Von Jens Schmitz, SZ-Korrespondent in Washington
Natürlich, entspannt, humorvoll, bescheiden: Der Vizepräsidentschaftsbewerber der US-Demokraten hat viele Eigenschaften, mit denen sich die Spitzenkandidatin schwertut. Mit Virginias Senator Tim Kaine, den Hillary Clinton als ihren Wahlkampfpartner vorstellte, vervollständigt sie das Profil ihrer Kampagne um einen erfahrenen, spanischsprachigen Politiker.
Kaine diente vor seiner Wahl zum Senator als Stadtrat und Bürgermeister der Metropole Richmond, als Vize-Gouverneur und als Gouverneur von Virginia. Es gibt in den USA nicht viele Menschen mit einer so umfassenden Regierungserfahrung. Obendrein war der 58-Jährige zwei Jahre lang demokratischer Parteivorsitzender. Sein Heimatstaat kann Wahlen entscheiden, aber Kaines politische Kompetenz ist das größte Pfund, das der unspektakulär auftretende Katholik zu Clintons Kampagne beisteuert. Sie hat ihn offenbar vor allem mit Blick auf die spätere Regierungsarbeit ausgewählt, weniger als Schlachtross im Wahlkampf.

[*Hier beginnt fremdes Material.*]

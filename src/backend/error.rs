use thiserror::Error;

/// Why a backend call did not take effect.
#[derive(Debug, Error)]
pub enum BackendError {
    /// The request never got an HTTP answer (connection refused, timeout, ...).
    #[error("transport error: {0}")]
    Transport(#[from] reqwest::Error),
    /// The backend answered with a non-success HTTP status.
    #[error("backend returned HTTP {0}")]
    Status(reqwest::StatusCode),
    /// The body was not the JSON we expected.
    #[error("unexpected response body: {0}")]
    Decode(String),
    /// The backend processed the call and reported `status != "success"`.
    #[error("rejected by backend: {}", .0.as_deref().unwrap_or("no reason given"))]
    Rejected(Option<String>),
    /// The client could not be built from the configuration.
    #[error("invalid backend configuration: {0}")]
    Config(String),
}

impl BackendError {
    /// Whether the backend itself refused the change (as opposed to the call failing).
    pub fn is_rejection(&self) -> bool {
        matches!(self, Self::Rejected(_))
    }
}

Kaine soll schon 2008 unter den letzten drei Bewerbern gewesen sein, die der damalige Kandidat Barack Obama als Vize in Betracht zog. Der dreifache Familienvater und begabte Mundharmonikaspieler ist mit Anne Bright Holton verheiratet, der Tochter eines früheren Gouverneurs von Virginia. Sie ist dort Bildungsministerin.
Als Vorkämpfer für strengere Waffenkontrollen, Gegner der Todesstrafe und profilierter Bürgerrechtsanwalt könnte Kaine helfen, den progressiven Flügel seiner Partei anzusprechen. Er arbeitete knapp zwei Jahrzehnte als Jurist und unterrichtete sechs Jahre Rechtsethik an der University of Virginia. Er gewann einen der bekanntesten Prozesse gegen Diskriminierung in der Wohnungspolitik. Seine Familie ist langjähriges Mitglied einer vorwiegend schwarzen Kirchengemeinde.
In seiner Studienzeit verbrachte Kaine neun Monate bei einem Missionsprojekt der Jesuiten in Honduras und lernte dort Spanisch. 2013 hielt er im Senat eine Rede zum Einwanderungssystem komplett in dieser Sprache. Zuletzt wandte er sich mehrfach auf Spanisch an die Latino-Gemeinschaft, die für einen Clinton-Sieg im November wichtig ist.